Bricker sighed. “My point is, we have to take what we can get. You can’t force someone into the corps. Much as everyone believes otherwise.”
Bock grunted. “Pool’s getting shallower,” he admitted. “Not enough diversity.”
“So, there it is.” Bricker stood up and paced. “We have a gene pool that’s pathetically restricted, and no resources to support unrestricted breeding. We might even be past the point of no return anyway. We agreed?”
Bock grunted again.
“So.” Bricker turned and leaned his knuckles on the table. “We can’t afford to lose the agents we do have, Stephan. They have to be able to trust the people at their back if we want to continue this long, painful fight of ours.”
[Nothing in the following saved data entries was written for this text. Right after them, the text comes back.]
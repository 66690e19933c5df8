use super::scheduler::SchedulerError;
use chrono::{DateTime, Utc};
use cron::Schedule;
use std::str::FromStr;
use std::time::Duration;

/// Static configuration for one named job.
#[derive(Debug, Clone, PartialEq, Eq)]
pub struct JobDefinition {
    pub name: String,
    /// Cron expression with optional seconds field, or a descriptor such as `@daily`.
    /// Days of the week run 0-6 from Sunday; 7 is also Sunday.
    pub schedule: String,
    /// Deadline for the whole run, retries included.
    pub timeout: Duration,
    /// Attempts per run. 0 still means one attempt.
    pub max_retries: u32,
    pub enabled: bool,
}

impl JobDefinition {
    pub fn new(
        name: impl Into<String>,
        schedule: impl Into<String>,
        timeout: Duration,
        max_retries: u32,
    ) -> Self {
        Self {
            name: name.into(),
            schedule: schedule.into(),
            timeout,
            max_retries,
            enabled: true,
        }
    }

    pub fn disabled(mut self) -> Self {
        self.enabled = false;
        self
    }

    /// Validate the definition and parse its schedule.
    pub fn parse_schedule(&self) -> Result<CronSchedule, SchedulerError> {
        if self.timeout.is_zero() {
            return Err(SchedulerError::InvalidTimeout {
                job: self.name.clone(),
            });
        }
        CronSchedule::parse(&self.schedule).map_err(|reason| SchedulerError::InvalidSchedule {
            job: self.name.clone(),
            reason,
        })
    }
}

/// A parsed cron schedule.
#[derive(Debug, Clone)]
pub struct CronSchedule {
    expression: String,
    schedule: Schedule,
}

impl CronSchedule {
    pub fn parse(expression: &str) -> Result<Self, String> {
        let normalized = normalize_expression(expression)?;
        let schedule = Schedule::from_str(&normalized).map_err(|e| e.to_string())?;
        Ok(Self {
            expression: expression.trim().to_string(),
            schedule,
        })
    }

    pub fn expression(&self) -> &str {
        &self.expression
    }

    /// First fire time strictly after `after`.
    pub fn next_after(&self, after: &DateTime<Utc>) -> Option<DateTime<Utc>> {
        self.schedule.after(after).next()
    }
}

fn normalize_expression(expression: &str) -> Result<String, String> {
    let trimmed = expression.trim();
    if trimmed.is_empty() {
        return Err("empty schedule expression".to_string());
    }

    if trimmed.starts_with('@') {
        let descriptor = match trimmed {
            "@yearly" | "@annually" => "@yearly",
            "@monthly" => "@monthly",
            "@weekly" => "@weekly",
            "@daily" | "@midnight" => "@daily",
            "@hourly" => "@hourly",
            other => return Err(format!("unknown descriptor {}", other)),
        };
        return Ok(descriptor.to_string());
    }

    let mut fields: Vec<String> = trimmed.split_whitespace().map(str::to_string).collect();
    match fields.len() {
        // seconds omitted
        5 => fields.insert(0, "0".to_string()),
        6 => {}
        n => return Err(format!("expected 5 or 6 fields, got {}", n)),
    }
    fields[5] = convert_day_of_week(&fields[5])?;
    Ok(fields.join(" "))
}

/// Map day-of-week numbers from cron's 0-7 (0 and 7 = Sunday) to the
/// `cron` crate's 1-7 (1 = Sunday). Names, `*` and `?` pass through.
fn convert_day_of_week(field: &str) -> Result<String, String> {
    let items = field
        .split(',')
        .map(convert_day_of_week_item)
        .collect::<Result<Vec<_>, _>>()?;
    Ok(items.join(","))
}

fn convert_day_of_week_item(item: &str) -> Result<String, String> {
    let (range, step) = match item.split_once('/') {
        Some((range, step)) => (range, Some(step)),
        None => (item, None),
    };
    let suffix = step.map(|s| format!("/{}", s)).unwrap_or_default();

    if let Some((start, end)) = range.split_once('-') {
        let (Some(start), Some(end)) = (day_number(start)?, day_number(end)?) else {
            return Ok(item.to_string());
        };
        if start > end {
            return Err(format!("day-of-week range {} runs backwards", range));
        }
        if end == 7 && start > 0 {
            // Sunday at the end of the range wraps to the crate's 1
            if step.is_some() {
                return Err(format!("stepped day-of-week range {} ending on 7", range));
            }
            if start == 7 {
                return Ok("1".to_string());
            }
            return Ok(format!("{}-7,1", start + 1));
        }
        let end = end.min(6);
        return Ok(format!("{}-{}{}", start + 1, end + 1, suffix));
    }

    match day_number(range)? {
        Some(day) => Ok(format!("{}{}", crate_day(day), suffix)),
        None => Ok(item.to_string()),
    }
}

fn day_number(value: &str) -> Result<Option<u32>, String> {
    if value.is_empty() || !value.bytes().all(|b| b.is_ascii_digit()) {
        return Ok(None);
    }
    let day: u32 = value
        .parse()
        .map_err(|_| format!("invalid day of week {}", value))?;
    if day > 7 {
        return Err(format!("day of week {} out of range 0-7", day));
    }
    Ok(Some(day))
}

fn crate_day(day: u32) -> u32 {
    if day == 7 {
        1
    } else {
        day + 1
    }
}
“But bio alts?” Stephan said. “John, they’re just big collections of cell structures with basic instructions added. How can you seriously think one of them can even be able to do the most mundane tech tasks in the field?”
“The pilots fly.”
Bock waved that off with an impatient hand. “Sure,” he said. “They fly, they get from point A to point B, they can land and take care of their machines. But if they run into a drone high up in the gray, they freeze. You know it. We’ve lost a dozen.”
“Training’s too basic.”
“Their brains are plastic bags full of pixie dust.”
“Stephan.”
“John, they are. Just because I’m ops, doesn’t mean I haven’t done the research. I took the classes, remember? So I could direct them?” He stood up now and did his own pacing. “Look, I’m not saying bio alts aren’t useful. They are. I don’t know what we’d do without them, since they take care of pretty much everything in this place except for operational activities. But they just take instructions
and carry out the basics. They don’t think for themselves.”
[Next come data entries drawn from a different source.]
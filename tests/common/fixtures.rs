//! Test datastore creation and seeding helpers

#![allow(dead_code)]

use chrono::{DateTime, Duration as ChronoDuration, Utc};
use mma_scheduler::background_jobs::JobDefinition;
use mma_scheduler::datastore::{
    Fight, FightResult, Fighter, Media, Promotion, SqliteDatastore,
};
use std::collections::HashMap;
use std::path::PathBuf;
use std::sync::Arc;
use std::time::Duration;
use tempfile::TempDir;

pub fn days_ago(days: i64) -> DateTime<Utc> {
    Utc::now() - ChronoDuration::days(days)
}

/// Definitions for the given jobs with a short timeout and `max_retries` attempts.
pub fn job_definitions(names: &[&str], max_retries: u32) -> HashMap<String, JobDefinition> {
    names
        .iter()
        .map(|name| {
            (
                name.to_string(),
                JobDefinition::new(*name, "@daily", Duration::from_secs(30), max_retries),
            )
        })
        .collect()
}

pub struct TestDatastore {
    pub store: Arc<SqliteDatastore>,
    db_path: PathBuf,
    _temp_dir: TempDir,
}

impl TestDatastore {
    pub fn new() -> Self {
        let temp_dir = TempDir::new().expect("Failed to create temp dir");
        let db_path = temp_dir.path().join("mma.db");
        let store = SqliteDatastore::new(&db_path).expect("Failed to create test datastore");
        Self {
            store: Arc::new(store),
            db_path,
            _temp_dir: temp_dir,
        }
    }

    /// A second datastore on the same file, with its own connection.
    pub fn open_another(&self) -> Arc<SqliteDatastore> {
        Arc::new(SqliteDatastore::new(&self.db_path).expect("Failed to reopen test datastore"))
    }

    pub fn add_promotion(&self, id: &str, name: &str) {
        self.store
            .insert_promotion(&Promotion {
                id: id.to_string(),
                name: name.to_string(),
                active: true,
            })
            .expect("Failed to insert promotion");
    }

    /// Active fighter who last fought a month ago.
    pub fn add_fighter(&self, id: &str, promotion_id: &str, weight_class: &str) {
        let mut fighter = Fighter::new(id, format!("Fighter {}", id), weight_class);
        fighter.promotion_id = Some(promotion_id.to_string());
        fighter.last_fight_date = Some(days_ago(30));
        self.store
            .insert_fighter(&fighter)
            .expect("Failed to insert fighter");
    }

    /// Finished fight won by `winner`.
    pub fn add_fight(
        &self,
        id: &str,
        winner: &str,
        loser: &str,
        weight_class: &str,
        method: &str,
        days_ago_count: i64,
    ) {
        let fight = Fight::new(id, winner, loser, weight_class, days_ago(days_ago_count))
            .with_result(FightResult::win(winner, method, Some(1)));
        self.store.insert_fight(&fight).expect("Failed to insert fight");
    }

    pub fn add_title_fight(
        &self,
        id: &str,
        winner: &str,
        loser: &str,
        weight_class: &str,
        method: &str,
        days_ago_count: i64,
    ) {
        let fight = Fight::new(id, winner, loser, weight_class, days_ago(days_ago_count))
            .title_fight()
            .with_result(FightResult::win(winner, method, Some(1)));
        self.store.insert_fight(&fight).expect("Failed to insert fight");
    }

    pub fn add_media(&self, id: &str, fight_id: &str, days_ago_count: i64) {
        let media = Media::new(
            id,
            Some(fight_id.to_string()),
            format!("https://media.example/{}.mp4", id),
            days_ago(days_ago_count),
        );
        self.store.insert_media(&media).expect("Failed to insert media");
    }

    pub fn insert_raw_media(&self, media: &Media) {
        self.store.insert_media(media).expect("Failed to insert media");
    }
}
Bricker sighed and sat down. “I want to try and see if we can make one think.”
“John.”
“Your ops agent, the one who won’t take a partner? What happens if she can’t be convinced?”
Bock dropped into his seat with a grunt.
“Worth a try?”
“Jess won’t agree to this,” Bock said. “She has no use for bio alts, John. She’s from Drakes Bay, remember?”
“We have no use for lone ops agents who refuse orders.”
Stephan frowned. “John, that’s harsh.”
“Life is harsh, in case you hadn’t noticed,” Bricker retorted, dryly. “We’re the fine, thin edge trying to prevent complete collapse of our remaining society and frankly, I don’t have time for rebels. So either your prima donna decides to help us with this project, or she can go and spend her days harvesting seaweed.”
“What if I don’t want to help you. You sending me to rake the beds too? What if I think trying to send a bio alt out with Jess is the same thing as putting her up in front of a lead cannon.”
Bricker studied him. “Put your jackassery away for a minute and think about one thing. What if it works?”
“It won’t.”
“What if it does?” Bricker said. “What if we prove we can have bio alts made that can fill those roles, Stephan? If we take them to another level? If we don’t have to rely on the recruiters? What if this crazy idea turns out to mean we survive?”
Bock was silent for a few minutes. “You’re serious.”
“I am,” Bricker said quietly. “Look, this first trial, I know it won’t probably work. We took an existing model and threw some heavy tech into it. But I want to see the potential, if we can have one made to order, to our spec, you understand?”
Bock grunted.
“If this one even gets a few baby steps, we can see what the long term could be for us.”